Qu’ont en commun ces quatre photos hormis leur auteur ? Une même dénomination barbare, un même numéro matricule dont les propriétaires d’une certaine marque nippone (ce qui n’est pas un vrai indice compte tenu de leur nombre) identifieront facilement l’origine : DSC_0299. DSC_0299 une fois, DSC_0299 deux fois, DSC_0299 trois fois, DSC_0299 quatre fois. Adjugé, vendu ! Coup de marteau sec sur la table en bois de charme ! Vous là-bas, au fond, elles sont à vous ! Quatre photos différentes faites en des temps non simultanés et en des lieux distants de milliers de kilomètres.

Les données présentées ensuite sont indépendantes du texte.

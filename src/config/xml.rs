//! XML configuration support.
//! - Loads settings from config.xml (quick_xml + serde).
//! - Writes a commented template on request (`--init-config`).
//!
//! Notes:
//! - This module only reads/writes the config file; directory validation happens elsewhere.
//! - Unknown fields and unparsable values are errors so misconfigurations surface early.

use anyhow::{Context, Result, bail};
use quick_xml::de::from_str as from_xml_str;
use serde::{Deserialize, Deserializer};
use std::env;
use std::fs;
use std::path::{Path, PathBuf};
use tracing::{debug, info};

use super::CONFIG_ENV;
use super::paths::{default_config_path, default_log_path, path_has_symlink_ancestor};
use super::types::{Config, LogLevel};
use crate::fs_ops::OnError;
use crate::platform::{set_dir_mode_0700, write_config_secure_new_0600};

/// Struct mirroring the XML config for deserialization.
#[derive(Debug, Deserialize)]
#[serde(rename = "config")]
#[serde(deny_unknown_fields)]
struct XmlConfig {
    source_root: Option<String>,
    target_root: Option<String>,
    log_level: Option<String>,
    log_file: Option<String>,
    on_error: Option<String>,
    #[serde(default, deserialize_with = "de_bool_trimmed_opt")]
    parallel: Option<bool>,
    #[serde(default, deserialize_with = "de_bool_trimmed_opt")]
    dry_run: Option<bool>,
}

// Accepts surrounding whitespace and the usual spellings of a boolean.
fn de_bool_trimmed_opt<'de, D>(deserializer: D) -> Result<Option<bool>, D::Error>
where
    D: Deserializer<'de>,
{
    use serde::de::Error;
    let opt: Option<String> = Option::deserialize(deserializer)?;
    match opt.as_deref().map(|s| s.trim().to_ascii_lowercase()) {
        None => Ok(None),
        Some(s) if s.is_empty() => Ok(None),
        Some(s) => match s.as_str() {
            "true" | "yes" | "1" => Ok(Some(true)),
            "false" | "no" | "0" => Ok(Some(false)),
            other => Err(D::Error::custom(format!("invalid boolean: '{other}'"))),
        },
    }
}

fn non_empty_path(s: Option<&str>) -> Option<PathBuf> {
    s.map(str::trim)
        .filter(|t| !t.is_empty())
        .map(PathBuf::from)
}

/// Parse XML text into a Config layered over the defaults.
pub fn parse_config_xml(content: &str) -> Result<Config> {
    let parsed: XmlConfig = from_xml_str(content).context("parse config xml")?;
    let mut cfg = Config::default();

    cfg.source_root = non_empty_path(parsed.source_root.as_deref());
    cfg.target_root = non_empty_path(parsed.target_root.as_deref());
    cfg.log_file = non_empty_path(parsed.log_file.as_deref());

    if let Some(s) = parsed.log_level.as_deref().filter(|s| !s.trim().is_empty()) {
        cfg.log_level = s.parse::<LogLevel>().map_err(anyhow::Error::msg)?;
    }
    if let Some(s) = parsed.on_error.as_deref().filter(|s| !s.trim().is_empty()) {
        cfg.on_error = s.parse::<OnError>().map_err(anyhow::Error::msg)?;
    }
    cfg.parallel = parsed.parallel.unwrap_or(false);
    cfg.dry_run = parsed.dry_run.unwrap_or(false);

    Ok(cfg)
}

/// Load a Config from a specific XML file path.
pub fn load_config_from_xml_path(path: &Path) -> Result<Config> {
    let contents = fs::read_to_string(path)
        .with_context(|| format!("read config xml '{}'", path.display()))?;
    parse_config_xml(&contents).with_context(|| format!("load config '{}'", path.display()))
}

/// Load the config in effect.
/// - `$SUBMISSION_MOVE_CONFIG` set: the file must exist and parse.
/// - Otherwise the platform default path; a missing file yields `Ok(None)`.
pub fn load_config() -> Result<Option<(PathBuf, Config)>> {
    let explicit = env::var_os(CONFIG_ENV).is_some();
    let path = default_config_path()?;

    if !path.exists() {
        if explicit {
            bail!(
                "{} points to '{}', which does not exist",
                CONFIG_ENV,
                path.display()
            );
        }
        debug!(path = %path.display(), "no config file; using defaults");
        return Ok(None);
    }

    let cfg = load_config_from_xml_path(&path)?;
    debug!(path = %path.display(), "loaded config");
    Ok(Some((path, cfg)))
}

/// Create a commented template config file (0600, parent 0700 on Unix).
/// Refuses to overwrite an existing file or to write below a symlinked ancestor.
pub fn create_template_config(path: &Path) -> Result<()> {
    if path.exists() {
        bail!("Config file already exists: {}", path.display());
    }
    if path_has_symlink_ancestor(path)? {
        bail!(
            "Refusing to create config: ancestor of {} is a symlink",
            path.display()
        );
    }

    if let Some(parent) = path.parent() {
        fs::create_dir_all(parent)
            .with_context(|| format!("create config directory '{}'", parent.display()))?;
        let _ = set_dir_mode_0700(parent);
    }

    let suggested_log = default_log_path()
        .map(|p| p.display().to_string())
        .unwrap_or_else(|_| "/path/to/submission_move.log".into());

    let content = format!(
        "<!--\n  submission_move configuration (XML)\n\n  Fields:\n    source_root  -> staging directory the submission is moved out of\n    target_root  -> final directory; created if missing\n    log_level    -> quiet | normal | info | debug\n    log_file     -> path to log file (optional; leave empty to log to stdout only)\n    on_error     -> continue | abort (what to do after one file fails)\n    parallel     -> true | false (move files of one submission concurrently)\n    dry_run      -> true | false (report what would move; change nothing)\n\n  Positional SOURCE_ROOT / TARGET_ROOT and CLI flags override these values.\n-->\n<config>\n  <source_root></source_root>\n  <target_root></target_root>\n  <log_level>normal</log_level>\n  <log_file>{}</log_file>\n  <on_error>continue</on_error>\n  <parallel>false</parallel>\n  <dry_run>false</dry_run>\n</config>\n",
        suggested_log
    );

    write_config_secure_new_0600(path, content.as_bytes())?;
    info!("Created template config at {}", path.display());
    Ok(())
}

Avec certains appareils, l’incrémentation semble possible à l’infini : le compteur avance sans réfléchir ni fléchir, ne rencontrant aucune limite sur son chemin. De fait, le preneur d’images sait exactement combien de photos il a faites, si tant est que cette information numérique ait à la fois un sens et un intérêt. Partons du principe que c’est le cas. Ma boîte à images, de seconde main, n’est pas de ces machines-là : elle a une frontière ultime au-delà de laquelle tout recommence… 9 999. Je peux en effet prendre 9 999 photographies avant que la boucle ne reparte, non pas à zéro mais à un… Logique, au fond, et même en surface, le zéro incarnant le vide alors qu’il s’agit justement d’un premier acte de naissance voire de métempsycose iconographique. Ainsi cette numérotation cyclique, à l’image d’un calendrier, délivre-t-elle aussi quelques informations temporelles, que, telles des crevettes roses, je me sens d’humeur à décortiquer.

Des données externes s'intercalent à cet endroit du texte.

//! Safe copy-and-replace helper:
//! - Copies to a temp file in the destination directory (fsynced)
//! - Atomically renames temp -> dest, replacing any existing file
//! - Removes the temp file on every failure path
//!
//! Readers of `dest` see either the previous content or the complete new
//! content, never a truncated file.

use std::fs;
use std::io;
use std::path::Path;
use tracing::debug;

use super::atomic::try_atomic_move;
use super::helpers::io_error_with_help;
use super::io_copy;
use crate::errors::{MoveError, Result};
use crate::platform::temp::temp_path_in;

/// Copy `src` over `dest` without a window where `dest` is empty or partial.
/// The destination directory must already exist. `src` is left in place.
pub fn safe_copy_and_rename(src: &Path, dest: &Path) -> Result<u64> {
    let dest_dir = dest
        .parent()
        .ok_or_else(|| MoveError::invalid(dest, "destination has no parent directory"))?;

    let tmp_path = temp_path_in(dest_dir, "xfer");

    let bytes = match io_copy::copy_streaming(src, &tmp_path) {
        Ok(n) => n,
        Err(e) => {
            let _ = fs::remove_file(&tmp_path);
            if e.kind() == io::ErrorKind::NotFound && !src.exists() {
                return Err(MoveError::NotFound(src.to_path_buf()));
            }
            return Err(io_error_with_help("copy to temporary file", &tmp_path)(e));
        }
    };
    debug!(src = %src.display(), tmp = %tmp_path.display(), bytes, "copied to temporary file");

    if let Err(e) = try_atomic_move(&tmp_path, dest) {
        let _ = fs::remove_file(&tmp_path);
        return Err(io_error_with_help("replace destination", dest)(e));
    }

    Ok(bytes)
}

#[cfg(test)]
mod tests {
    use super::*;
    use crate::platform::temp::is_temp_name;
    use tempfile::tempdir;

    fn temp_leftovers(dir: &Path) -> Vec<String> {
        fs::read_dir(dir)
            .unwrap()
            .filter_map(|e| e.ok())
            .map(|e| e.file_name().to_string_lossy().into_owned())
            .filter(|n| is_temp_name(n))
            .collect()
    }

    #[test]
    fn replaces_existing_and_keeps_source() {
        let td = tempdir().unwrap();
        let src = td.path().join("src.txt");
        let dest_dir = td.path().join("out");
        fs::create_dir_all(&dest_dir).unwrap();
        let dest = dest_dir.join("temp");
        fs::write(&src, "New content").unwrap();
        fs::write(&dest, "Initial content").unwrap();

        let n = safe_copy_and_rename(&src, &dest).unwrap();

        assert_eq!(n, "New content".len() as u64);
        assert_eq!(fs::read_to_string(&dest).unwrap(), "New content");
        assert!(src.exists());
        assert!(temp_leftovers(&dest_dir).is_empty());
    }

    #[test]
    fn missing_source_is_not_found_and_cleans_temp() {
        let td = tempdir().unwrap();
        let dest = td.path().join("dest.txt");
        fs::write(&dest, "keep").unwrap();

        let err = safe_copy_and_rename(&td.path().join("gone.txt"), &dest).unwrap_err();

        assert!(matches!(err, MoveError::NotFound(_)), "{err:?}");
        assert_eq!(fs::read_to_string(&dest).unwrap(), "keep");
        assert!(temp_leftovers(td.path()).is_empty());
    }

    #[test]
    fn destination_directory_is_io_failure() {
        let td = tempdir().unwrap();
        let src = td.path().join("src.txt");
        fs::write(&src, "data").unwrap();
        let dest = td.path().join("occupied");
        fs::create_dir_all(dest.join("child")).unwrap();

        let err = safe_copy_and_rename(&src, &dest).unwrap_err();

        assert!(matches!(err, MoveError::Io { .. }), "{err:?}");
        assert!(dest.join("child").is_dir());
        assert!(temp_leftovers(td.path()).is_empty());
    }
}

Première donnée : disposer de quatre photos homonymiques signifie qu’entre la première et la dernière, j’ai pris 9 999 + 9 999 + 9 999 photos, soit, au total, 29 997 photos. J’en conviens, c’est absolument indécent et prouve – ce que j’avais déjà saisi – que j’ai totalement été aspirée par le gouffre du numérique, véritable invitation à la démesure. Car, évidemment, sur ces 29 997 photos, je n’aurai pas la prétention d’affirmer qu’elles ont toutes un intérêt. Ce qui soulève une question de poids : une photographie doit-elle avoir un intérêt ? Et si oui, pour qui ? Celui qui la prend, celui qui la regarde ? Quoiqu’il en soit, beaucoup de ces photos n’ont eu qu’une durée de vie très courte, ne faisant qu’un subliminal séjour dans la mémoire de ma boîte à images, heureusement – ou malheureusement en cas de mauvaise manipulation – amnésique. Nouvel examen de passage pour les rescapées suite au transfert sur ordinateur… Un face-à-face, qui gagnerait à être plus impitoyable, mais en entraîne néanmoins une nouvelle fournée à la poubelle virtuelle. Bref, si j’ai bel et bien déclenché 29 997 fois, un contre-maître recenserait bien moins d’images au final.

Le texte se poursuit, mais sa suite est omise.